## Problem
Using the data below, copy out all lines with the word "OutputHandler".

(Entries shown)

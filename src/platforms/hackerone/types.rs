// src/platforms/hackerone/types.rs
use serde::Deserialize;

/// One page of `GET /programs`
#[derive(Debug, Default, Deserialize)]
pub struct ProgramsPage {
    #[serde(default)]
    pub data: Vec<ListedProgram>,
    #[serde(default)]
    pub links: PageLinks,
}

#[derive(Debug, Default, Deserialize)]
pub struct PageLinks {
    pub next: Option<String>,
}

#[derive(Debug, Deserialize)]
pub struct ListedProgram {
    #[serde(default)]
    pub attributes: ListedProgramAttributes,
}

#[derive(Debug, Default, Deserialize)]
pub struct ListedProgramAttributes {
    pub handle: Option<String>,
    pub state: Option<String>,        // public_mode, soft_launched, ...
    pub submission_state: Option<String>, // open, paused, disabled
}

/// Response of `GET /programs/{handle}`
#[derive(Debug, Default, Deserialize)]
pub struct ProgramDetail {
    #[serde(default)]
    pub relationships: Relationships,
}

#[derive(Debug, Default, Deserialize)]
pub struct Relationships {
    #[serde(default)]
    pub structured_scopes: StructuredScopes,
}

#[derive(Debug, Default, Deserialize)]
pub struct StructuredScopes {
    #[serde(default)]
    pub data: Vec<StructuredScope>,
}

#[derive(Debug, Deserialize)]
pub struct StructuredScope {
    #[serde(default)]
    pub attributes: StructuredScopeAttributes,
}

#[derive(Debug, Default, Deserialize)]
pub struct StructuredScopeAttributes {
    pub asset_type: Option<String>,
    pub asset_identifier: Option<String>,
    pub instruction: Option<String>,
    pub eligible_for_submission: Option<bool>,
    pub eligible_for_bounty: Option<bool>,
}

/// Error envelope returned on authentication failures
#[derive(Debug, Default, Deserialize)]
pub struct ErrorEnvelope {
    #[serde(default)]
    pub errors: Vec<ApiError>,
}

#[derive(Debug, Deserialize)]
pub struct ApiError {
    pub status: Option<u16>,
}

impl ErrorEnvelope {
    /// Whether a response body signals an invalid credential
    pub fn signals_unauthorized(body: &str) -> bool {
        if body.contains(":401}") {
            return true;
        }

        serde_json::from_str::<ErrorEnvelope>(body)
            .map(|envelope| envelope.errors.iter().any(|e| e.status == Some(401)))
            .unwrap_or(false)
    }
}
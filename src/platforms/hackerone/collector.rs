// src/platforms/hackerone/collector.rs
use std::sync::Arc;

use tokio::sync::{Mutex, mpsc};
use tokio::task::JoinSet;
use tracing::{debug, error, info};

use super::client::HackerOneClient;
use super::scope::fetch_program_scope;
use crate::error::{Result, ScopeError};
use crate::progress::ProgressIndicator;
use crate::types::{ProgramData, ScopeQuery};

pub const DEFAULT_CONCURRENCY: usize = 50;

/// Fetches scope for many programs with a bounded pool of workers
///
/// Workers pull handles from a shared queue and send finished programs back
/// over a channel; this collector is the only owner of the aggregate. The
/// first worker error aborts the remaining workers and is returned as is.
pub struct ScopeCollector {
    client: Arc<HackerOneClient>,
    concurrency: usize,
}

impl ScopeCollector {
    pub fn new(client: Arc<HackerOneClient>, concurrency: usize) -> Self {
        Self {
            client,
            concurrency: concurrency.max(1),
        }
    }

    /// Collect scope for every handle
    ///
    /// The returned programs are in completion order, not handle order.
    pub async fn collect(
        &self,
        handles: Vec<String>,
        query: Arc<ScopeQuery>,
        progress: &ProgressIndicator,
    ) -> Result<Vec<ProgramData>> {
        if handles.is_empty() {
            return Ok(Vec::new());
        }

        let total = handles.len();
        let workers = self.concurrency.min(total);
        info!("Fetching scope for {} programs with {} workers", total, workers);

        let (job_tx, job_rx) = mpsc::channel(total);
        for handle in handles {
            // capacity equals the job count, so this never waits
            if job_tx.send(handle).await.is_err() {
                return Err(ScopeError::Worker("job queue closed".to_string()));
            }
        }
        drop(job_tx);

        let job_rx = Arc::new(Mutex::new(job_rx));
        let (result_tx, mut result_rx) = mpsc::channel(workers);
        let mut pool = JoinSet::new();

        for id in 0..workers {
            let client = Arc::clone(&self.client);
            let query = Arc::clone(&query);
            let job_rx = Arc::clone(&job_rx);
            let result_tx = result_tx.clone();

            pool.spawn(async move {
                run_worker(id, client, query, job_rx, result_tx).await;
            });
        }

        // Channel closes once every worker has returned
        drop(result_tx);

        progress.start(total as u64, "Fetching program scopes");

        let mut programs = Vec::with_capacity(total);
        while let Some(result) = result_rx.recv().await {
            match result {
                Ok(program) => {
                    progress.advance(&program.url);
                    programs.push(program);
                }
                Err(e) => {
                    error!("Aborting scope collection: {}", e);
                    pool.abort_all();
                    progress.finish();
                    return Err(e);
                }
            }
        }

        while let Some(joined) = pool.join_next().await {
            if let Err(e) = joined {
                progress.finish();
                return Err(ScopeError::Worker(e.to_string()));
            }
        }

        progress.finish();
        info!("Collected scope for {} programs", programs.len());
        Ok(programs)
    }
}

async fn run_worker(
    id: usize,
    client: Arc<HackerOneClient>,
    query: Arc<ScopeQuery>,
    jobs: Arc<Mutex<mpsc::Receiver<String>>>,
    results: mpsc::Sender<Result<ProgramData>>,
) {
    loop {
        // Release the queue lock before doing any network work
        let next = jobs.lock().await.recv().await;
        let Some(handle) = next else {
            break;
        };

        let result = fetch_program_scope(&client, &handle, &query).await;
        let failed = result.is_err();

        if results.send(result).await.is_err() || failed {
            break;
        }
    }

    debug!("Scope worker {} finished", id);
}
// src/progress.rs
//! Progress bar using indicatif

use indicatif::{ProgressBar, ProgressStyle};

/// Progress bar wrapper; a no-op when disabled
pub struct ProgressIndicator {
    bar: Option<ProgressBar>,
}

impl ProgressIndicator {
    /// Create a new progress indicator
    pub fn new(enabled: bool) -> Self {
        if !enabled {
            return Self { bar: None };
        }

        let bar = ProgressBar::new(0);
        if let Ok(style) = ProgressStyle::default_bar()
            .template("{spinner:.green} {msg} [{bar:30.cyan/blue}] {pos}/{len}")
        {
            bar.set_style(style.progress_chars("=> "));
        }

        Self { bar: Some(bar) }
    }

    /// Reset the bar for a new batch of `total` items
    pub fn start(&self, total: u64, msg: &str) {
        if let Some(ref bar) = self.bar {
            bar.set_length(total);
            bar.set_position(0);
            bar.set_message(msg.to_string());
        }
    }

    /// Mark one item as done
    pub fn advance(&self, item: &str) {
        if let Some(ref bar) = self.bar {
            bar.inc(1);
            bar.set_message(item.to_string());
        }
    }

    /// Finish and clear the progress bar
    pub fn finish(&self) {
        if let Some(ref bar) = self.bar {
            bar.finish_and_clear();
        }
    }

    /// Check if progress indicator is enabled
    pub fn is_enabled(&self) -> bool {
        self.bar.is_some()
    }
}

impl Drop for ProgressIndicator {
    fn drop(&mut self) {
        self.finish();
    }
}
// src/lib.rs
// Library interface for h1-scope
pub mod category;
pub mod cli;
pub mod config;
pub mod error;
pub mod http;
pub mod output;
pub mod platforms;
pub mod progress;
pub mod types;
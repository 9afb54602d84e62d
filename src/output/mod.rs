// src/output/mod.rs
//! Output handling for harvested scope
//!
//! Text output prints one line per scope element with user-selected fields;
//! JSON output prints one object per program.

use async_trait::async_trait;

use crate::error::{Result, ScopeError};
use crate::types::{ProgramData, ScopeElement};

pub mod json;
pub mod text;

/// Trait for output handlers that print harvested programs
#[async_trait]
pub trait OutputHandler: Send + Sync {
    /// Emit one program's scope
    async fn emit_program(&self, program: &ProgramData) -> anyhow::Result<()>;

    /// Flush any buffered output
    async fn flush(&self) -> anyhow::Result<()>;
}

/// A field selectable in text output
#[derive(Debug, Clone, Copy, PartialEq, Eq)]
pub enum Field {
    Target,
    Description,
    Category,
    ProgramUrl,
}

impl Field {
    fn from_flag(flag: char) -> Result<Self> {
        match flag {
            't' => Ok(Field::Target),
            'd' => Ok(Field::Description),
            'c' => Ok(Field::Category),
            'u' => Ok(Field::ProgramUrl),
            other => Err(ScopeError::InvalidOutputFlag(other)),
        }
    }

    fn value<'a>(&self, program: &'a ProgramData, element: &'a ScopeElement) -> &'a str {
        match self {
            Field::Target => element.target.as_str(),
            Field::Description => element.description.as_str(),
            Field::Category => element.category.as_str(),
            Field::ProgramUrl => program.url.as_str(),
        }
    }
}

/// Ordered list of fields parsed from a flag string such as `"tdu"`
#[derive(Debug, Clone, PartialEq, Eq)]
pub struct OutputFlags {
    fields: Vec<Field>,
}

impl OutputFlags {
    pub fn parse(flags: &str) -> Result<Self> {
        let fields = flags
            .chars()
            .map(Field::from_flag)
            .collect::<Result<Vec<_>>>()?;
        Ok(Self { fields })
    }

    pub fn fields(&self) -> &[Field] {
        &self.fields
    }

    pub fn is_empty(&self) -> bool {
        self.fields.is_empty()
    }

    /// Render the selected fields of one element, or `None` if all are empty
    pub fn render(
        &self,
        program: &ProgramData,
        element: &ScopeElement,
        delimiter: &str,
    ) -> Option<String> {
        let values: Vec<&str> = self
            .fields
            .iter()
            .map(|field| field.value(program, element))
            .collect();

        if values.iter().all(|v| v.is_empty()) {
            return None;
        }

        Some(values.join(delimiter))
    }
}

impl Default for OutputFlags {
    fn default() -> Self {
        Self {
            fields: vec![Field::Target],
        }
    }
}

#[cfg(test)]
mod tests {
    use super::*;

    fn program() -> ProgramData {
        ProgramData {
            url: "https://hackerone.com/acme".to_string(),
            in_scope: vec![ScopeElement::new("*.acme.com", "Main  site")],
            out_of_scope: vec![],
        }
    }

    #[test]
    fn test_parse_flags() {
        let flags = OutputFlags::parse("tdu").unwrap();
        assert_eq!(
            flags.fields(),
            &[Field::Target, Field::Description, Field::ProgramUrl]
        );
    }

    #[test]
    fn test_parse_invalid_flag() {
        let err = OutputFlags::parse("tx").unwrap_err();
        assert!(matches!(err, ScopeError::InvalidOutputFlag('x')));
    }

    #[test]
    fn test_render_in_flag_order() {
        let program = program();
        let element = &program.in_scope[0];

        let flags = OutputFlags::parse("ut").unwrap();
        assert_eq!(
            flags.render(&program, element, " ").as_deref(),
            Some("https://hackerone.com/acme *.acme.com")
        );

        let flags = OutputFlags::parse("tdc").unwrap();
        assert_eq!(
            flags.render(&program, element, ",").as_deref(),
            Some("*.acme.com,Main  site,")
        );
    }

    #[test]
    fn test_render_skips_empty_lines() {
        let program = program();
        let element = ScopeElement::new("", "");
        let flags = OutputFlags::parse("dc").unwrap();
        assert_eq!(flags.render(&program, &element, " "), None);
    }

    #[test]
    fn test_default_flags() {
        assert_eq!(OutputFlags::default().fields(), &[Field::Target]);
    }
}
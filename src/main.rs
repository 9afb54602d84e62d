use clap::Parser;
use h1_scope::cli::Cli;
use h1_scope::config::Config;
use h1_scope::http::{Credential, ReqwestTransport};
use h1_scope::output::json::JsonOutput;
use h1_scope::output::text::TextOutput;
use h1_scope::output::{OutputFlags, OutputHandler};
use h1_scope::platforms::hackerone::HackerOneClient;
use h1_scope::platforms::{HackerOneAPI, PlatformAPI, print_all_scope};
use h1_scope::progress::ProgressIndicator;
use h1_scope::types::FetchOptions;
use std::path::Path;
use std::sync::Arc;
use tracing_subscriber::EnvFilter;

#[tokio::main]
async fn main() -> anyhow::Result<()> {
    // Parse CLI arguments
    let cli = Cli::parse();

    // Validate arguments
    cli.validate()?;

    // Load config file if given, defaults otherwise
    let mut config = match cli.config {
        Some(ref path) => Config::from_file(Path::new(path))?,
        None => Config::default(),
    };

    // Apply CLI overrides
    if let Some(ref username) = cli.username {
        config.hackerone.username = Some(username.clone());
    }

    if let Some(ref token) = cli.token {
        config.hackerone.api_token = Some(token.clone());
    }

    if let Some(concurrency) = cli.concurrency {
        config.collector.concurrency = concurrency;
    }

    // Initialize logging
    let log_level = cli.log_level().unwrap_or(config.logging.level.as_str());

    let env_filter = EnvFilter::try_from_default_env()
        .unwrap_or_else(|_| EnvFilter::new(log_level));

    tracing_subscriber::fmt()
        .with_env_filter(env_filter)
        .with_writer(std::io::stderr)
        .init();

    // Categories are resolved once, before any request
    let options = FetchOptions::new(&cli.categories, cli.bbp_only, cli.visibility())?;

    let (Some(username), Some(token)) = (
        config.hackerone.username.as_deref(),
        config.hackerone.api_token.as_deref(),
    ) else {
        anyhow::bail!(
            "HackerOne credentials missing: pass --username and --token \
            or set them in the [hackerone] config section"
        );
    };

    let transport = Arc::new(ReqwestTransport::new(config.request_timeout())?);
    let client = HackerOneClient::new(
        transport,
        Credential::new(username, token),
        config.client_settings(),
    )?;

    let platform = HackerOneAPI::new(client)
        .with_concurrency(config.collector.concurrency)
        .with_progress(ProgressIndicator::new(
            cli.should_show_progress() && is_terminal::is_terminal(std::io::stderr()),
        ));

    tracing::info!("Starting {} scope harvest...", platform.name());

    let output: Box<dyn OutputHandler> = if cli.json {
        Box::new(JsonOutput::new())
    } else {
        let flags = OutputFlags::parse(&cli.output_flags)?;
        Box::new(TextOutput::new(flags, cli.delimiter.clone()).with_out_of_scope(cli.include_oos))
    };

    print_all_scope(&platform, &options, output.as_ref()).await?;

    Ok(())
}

(End Entries shown)

## Exercise solution
pub trait OutputHandler: Send + Sync {
use h1_scope::output::{OutputFlags, OutputHandler};
    let output: Box<dyn OutputHandler> = if cli.json {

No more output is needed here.